From the material that follows, please give the number of lines containing the string "StartRecoveryResponse", and that number alone.

···

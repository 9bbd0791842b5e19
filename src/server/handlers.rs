//! Route handlers.
//!
//! Handlers that may block on engine work or thread joins go through
//! `spawn_blocking`; the rest answer inline. Business failures are always a
//! 200 response with `success = false`.

use crate::context::RepairAction;
use crate::engine::StatusStep;
use crate::error::ServiceError;
use crate::server::wire::*;
use crate::service::RecoveryService;
use axum::extract::State;
use axum::Json;
use std::sync::Arc;
use tracing::{debug, error, warn};

pub type SharedService = Arc<RecoveryService>;

async fn blocking<T, F>(service: SharedService, op: F) -> Json<Reply<T>>
where
    T: Send + 'static,
    F: FnOnce(&RecoveryService) -> Result<T, ServiceError> + Send + 'static,
{
    match tokio::task::spawn_blocking(move || op(&service)).await {
        Ok(result) => Json(Reply::from_result(result)),
        Err(e) => {
            error!(error = %e, "Blocking handler failed");
            Json(Reply::failure(&ServiceError::WorkerFault(e.to_string())))
        }
    }
}

pub async fn create_context(
    State(service): State<SharedService>,
    Json(req): Json<CreateContextRequest>,
) -> Json<Reply<CreateContextResponse>> {
    debug!(args = ?req.args, "CreateContext");
    blocking(service, move |s| {
        s.create_context(&req)
            .map(|context_id| CreateContextResponse { context_id })
    })
    .await
}

pub async fn get_disks(
    State(service): State<SharedService>,
    Json(req): Json<ContextRequest>,
) -> Json<Reply<DisksResponse>> {
    blocking(service, move |s| {
        s.disks(&req.context_id).map(|disks| DisksResponse { disks })
    })
    .await
}

pub async fn add_image(
    State(service): State<SharedService>,
    Json(req): Json<AddImageRequest>,
) -> Json<Reply<AddImageResponse>> {
    blocking(service, move |s| {
        s.add_image(&req.context_id, &req.image_path)
            .map(|disk| AddImageResponse { disk })
    })
    .await
}

pub async fn get_partitions(
    State(service): State<SharedService>,
    Json(req): Json<PartitionsRequest>,
) -> Json<Reply<PartitionsResponse>> {
    blocking(service, move |s| {
        s.partitions(&req.context_id, req.device.as_deref())
            .map(|partitions| PartitionsResponse { partitions })
    })
    .await
}

pub async fn get_archs(
    State(service): State<SharedService>,
    Json(req): Json<ContextRequest>,
) -> Json<Reply<ArchsResponse>> {
    Json(Reply::from_result(
        service
            .architectures(&req.context_id)
            .map(|architectures| ArchsResponse { architectures }),
    ))
}

pub async fn set_arch(
    State(service): State<SharedService>,
    Json(req): Json<SetArchRequest>,
) -> Json<Reply<SetArchResponse>> {
    blocking(service, move |s| {
        s.set_architecture(&req.context_id, req.arch_name.as_deref())
            .map(|selected| SetArchResponse { selected })
    })
    .await
}

pub async fn get_file_options(
    State(service): State<SharedService>,
    Json(req): Json<ContextRequest>,
) -> Json<Reply<FileOptionsResponse>> {
    Json(Reply::from_result(
        service
            .file_options(&req.context_id)
            .map(|file_types| FileOptionsResponse { file_types }),
    ))
}

pub async fn configure_options(
    State(service): State<SharedService>,
    Json(req): Json<ConfigureOptionsRequest>,
) -> Json<Reply<Empty>> {
    Json(Reply::from_result(
        service
            .configure_options(&req.context_id, &req.options)
            .map(|_| Empty {}),
    ))
}

pub async fn start_recovery(
    State(service): State<SharedService>,
    Json(req): Json<StartRecoveryRequest>,
) -> Json<Reply<StartRecoveryResponse>> {
    blocking(service, move |s| {
        s.start_recovery(req)
            .map(|recovery_id| StartRecoveryResponse { recovery_id })
    })
    .await
}

pub async fn get_recovery_status(
    State(service): State<SharedService>,
    Json(req): Json<RecoveryRequest>,
) -> Json<Reply<StatusResponse>> {
    Json(Reply::from_result(service.recovery_status(&req.recovery_id)))
}

pub async fn stop_recovery(
    State(service): State<SharedService>,
    Json(req): Json<RecoveryRequest>,
) -> Json<Reply<Empty>> {
    blocking(service, move |s| {
        s.stop_recovery(&req.recovery_id).map(|_| Empty {})
    })
    .await
}

pub async fn list_recoveries(State(service): State<SharedService>) -> Json<Reply<RecoveriesResponse>> {
    Json(Reply::ok(RecoveriesResponse {
        recoveries: service.list_recoveries(),
    }))
}

pub async fn get_statistics(
    State(service): State<SharedService>,
    Json(req): Json<ContextRequest>,
) -> Json<Reply<StatisticsResponse>> {
    Json(Reply::from_result(service.statistics(&req.context_id)))
}

pub async fn cleanup(
    State(service): State<SharedService>,
    Json(req): Json<ContextRequest>,
) -> Json<Reply<Empty>> {
    blocking(service, move |s| s.cleanup(&req.context_id).map(|_| Empty {})).await
}

pub async fn shutdown(
    State(service): State<SharedService>,
    Json(req): Json<ShutdownRequest>,
) -> Json<Reply<ShutdownResponse>> {
    blocking(service, move |s| s.shutdown(req.force, req.reason.as_deref())).await
}

pub async fn heartbeat(
    State(service): State<SharedService>,
    Json(req): Json<HeartbeatRequest>,
) -> Json<Reply<HeartbeatResponse>> {
    Json(Reply::from_result(service.heartbeat(req.context_id.as_deref())))
}

pub async fn set_log_level(
    State(service): State<SharedService>,
    Json(req): Json<SetLogLevelRequest>,
) -> Json<Reply<SetLogLevelResponse>> {
    Json(Reply::from_result(
        service
            .set_log_level(&req.level)
            .map(|level| SetLogLevelResponse { level }),
    ))
}

// Partition repair

async fn repair(
    service: SharedService,
    context_id: String,
    action: RepairAction,
) -> Json<Reply<RepairResponse>> {
    blocking(service, move |s| s.repair(&context_id, action)).await
}

pub async fn search_partitions(
    State(service): State<SharedService>,
    Json(req): Json<SearchPartitionsRequest>,
) -> Json<Reply<RepairResponse>> {
    let action = RepairAction::SearchPartitions {
        fast_mode: req.fast_mode,
        dump: req.dump,
    };
    repair(service, req.context_id, action).await
}

pub async fn validate_disk_geometry(
    State(service): State<SharedService>,
    Json(req): Json<ContextRequest>,
) -> Json<Reply<RepairResponse>> {
    repair(service, req.context_id, RepairAction::ValidateGeometry).await
}

pub async fn write_partition_table(
    State(service): State<SharedService>,
    Json(req): Json<WritePartitionTableRequest>,
) -> Json<Reply<RepairResponse>> {
    let action = RepairAction::WriteTable {
        simulate: req.simulate,
        no_confirm: req.no_confirm,
    };
    repair(service, req.context_id, action).await
}

pub async fn delete_partition_table(
    State(service): State<SharedService>,
    Json(req): Json<DiskWriteRequest>,
) -> Json<Reply<RepairResponse>> {
    warn!(context_id = %req.context_id, device = ?req.device, "DeletePartitionTable requested");
    repair(service, req.context_id, RepairAction::DeleteTable).await
}

pub async fn test_partition_structure(
    State(service): State<SharedService>,
    Json(req): Json<ContextRequest>,
) -> Json<Reply<RepairResponse>> {
    repair(service, req.context_id, RepairAction::TestStructure).await
}

pub async fn change_partition_status_next(
    State(service): State<SharedService>,
    Json(req): Json<PartitionOrderRequest>,
) -> Json<Reply<RepairResponse>> {
    let action = RepairAction::ChangeStatus {
        order: req.order,
        step: StatusStep::Next,
    };
    repair(service, req.context_id, action).await
}

pub async fn change_partition_status_prev(
    State(service): State<SharedService>,
    Json(req): Json<PartitionOrderRequest>,
) -> Json<Reply<RepairResponse>> {
    let action = RepairAction::ChangeStatus {
        order: req.order,
        step: StatusStep::Previous,
    };
    repair(service, req.context_id, action).await
}

pub async fn change_partition_type(
    State(service): State<SharedService>,
    Json(req): Json<ChangePartitionTypeRequest>,
) -> Json<Reply<RepairResponse>> {
    let action = RepairAction::ChangeType {
        order: req.order,
        part_type: req.part_type,
    };
    repair(service, req.context_id, action).await
}

pub async fn list_partition_files(
    State(service): State<SharedService>,
    Json(req): Json<PartitionOrderRequest>,
) -> Json<Reply<RepairResponse>> {
    repair(service, req.context_id, RepairAction::ListFiles { order: req.order }).await
}

pub async fn save_partition_backup(
    State(service): State<SharedService>,
    Json(req): Json<ContextRequest>,
) -> Json<Reply<RepairResponse>> {
    repair(service, req.context_id, RepairAction::SaveBackup).await
}

pub async fn load_partition_backup(
    State(service): State<SharedService>,
    Json(req): Json<ContextRequest>,
) -> Json<Reply<RepairResponse>> {
    repair(service, req.context_id, RepairAction::LoadBackup).await
}

pub async fn write_mbr_code(
    State(service): State<SharedService>,
    Json(req): Json<DiskWriteRequest>,
) -> Json<Reply<RepairResponse>> {
    warn!(context_id = %req.context_id, device = ?req.device, "WriteMbrCode requested");
    repair(service, req.context_id, RepairAction::WriteBootCode).await
}

pub async fn ensure_single_bootable_partition(
    State(service): State<SharedService>,
    Json(req): Json<ContextRequest>,
) -> Json<Reply<RepairResponse>> {
    repair(service, req.context_id, RepairAction::EnsureSingleBootable).await
}
//! Contexts: configured engine instances and the operations that act on them.
//!
//! Every operation looks the handle up, releases the registry lock, then calls
//! the engine. Concurrent mutation of one context from two callers is not
//! serialized here; callers own a context one at a time.

pub mod registry;
pub mod repair;

pub use registry::ContextRegistry;
pub use repair::{RepairAction, RepairOutcome};

use crate::engine::{ArchInfo, DiskInfo, EngineOptions, FileTypeOption, FileTypeStatistics, PartitionInfo};
use crate::error::ServiceError;
use serde::{Deserialize, Serialize};
use std::path::Path;
use tracing::{debug, info, warn};

/// Per-type statistics with totals.
#[derive(Debug, Clone, Default, PartialEq, Eq, Serialize, Deserialize)]
pub struct StatisticsReport {
    pub statistics: Vec<FileTypeStatistics>,
    pub total_files_recovered: u32,
    pub total_files_failed: u32,
}

impl StatisticsReport {
    pub fn from_statistics(statistics: Vec<FileTypeStatistics>) -> Self {
        let total_files_recovered = statistics.iter().map(|s| s.recovered).sum();
        let total_files_failed = statistics.iter().map(|s| s.failed).sum();
        Self {
            statistics,
            total_files_recovered,
            total_files_failed,
        }
    }
}

impl ContextRegistry {
    pub fn disks(&self, context_id: &str) -> Result<Vec<DiskInfo>, ServiceError> {
        let disks = self.get(context_id)?.list_disks();
        debug!(context_id = %context_id, count = disks.len(), "Listed disks");
        Ok(disks)
    }

    pub fn add_image(&self, context_id: &str, image: &Path) -> Result<DiskInfo, ServiceError> {
        let handle = self.get(context_id)?;
        handle.add_image(image).ok_or_else(|| {
            warn!(context_id = %context_id, image = %image.display(), "Failed to add image");
            ServiceError::device(&image.to_string_lossy())
        })
    }

    pub fn select_device(&self, context_id: &str, device: &str) -> Result<DiskInfo, ServiceError> {
        let handle = self.get(context_id)?;
        let disk = handle
            .select_device(device)
            .ok_or_else(|| ServiceError::device(device))?;
        info!(context_id = %context_id, device = %device, size = disk.size, "Device selected");
        Ok(disk)
    }

    /// Partitions of the selected disk. When `device` is given it is selected
    /// first; without a device and without a prior selection this is
    /// `NoDiskSelected`, never an empty success.
    pub fn partitions(
        &self,
        context_id: &str,
        device: Option<&str>,
    ) -> Result<Vec<PartitionInfo>, ServiceError> {
        if let Some(device) = device.filter(|d| !d.is_empty()) {
            self.select_device(context_id, device)?;
        }
        self.get(context_id)?
            .list_partitions()
            .ok_or_else(|| ServiceError::NoDiskSelected(context_id.to_string()))
    }

    pub fn architectures(&self, context_id: &str) -> Result<Vec<ArchInfo>, ServiceError> {
        Ok(self.get(context_id)?.list_architectures())
    }

    /// Select a partition table type; an empty or missing name autodetects.
    pub fn select_architecture(
        &self,
        context_id: &str,
        name: Option<&str>,
    ) -> Result<ArchInfo, ServiceError> {
        let name = name.filter(|n| !n.is_empty());
        let handle = self.get(context_id)?;
        let arch = handle
            .select_architecture(name)
            .ok_or_else(|| ServiceError::architecture(name.unwrap_or("autodetect")))?;
        info!(context_id = %context_id, arch = %arch.name, "Architecture selected");
        Ok(arch)
    }

    pub fn file_types(&self, context_id: &str) -> Result<Vec<FileTypeOption>, ServiceError> {
        Ok(self.get(context_id)?.file_types())
    }

    /// Apply scalar options and extension toggles ahead of a recovery.
    pub fn configure(
        &self,
        context_id: &str,
        options: &EngineOptions,
        enable: &[String],
        disable: &[String],
    ) -> Result<(), ServiceError> {
        let handle = self.get(context_id)?;
        handle.set_options(options);
        if !enable.is_empty() || !disable.is_empty() {
            handle.set_enabled_extensions(enable, disable);
        }
        debug!(context_id = %context_id, paranoid = options.paranoid, "Options configured");
        Ok(())
    }

    pub fn statistics(&self, context_id: &str) -> Result<StatisticsReport, ServiceError> {
        let report = StatisticsReport::from_statistics(self.get(context_id)?.statistics());
        debug!(
            context_id = %context_id,
            recovered = report.total_files_recovered,
            failed = report.total_files_failed,
            "Statistics collected"
        );
        Ok(report)
    }
}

···

- Exercise output -
2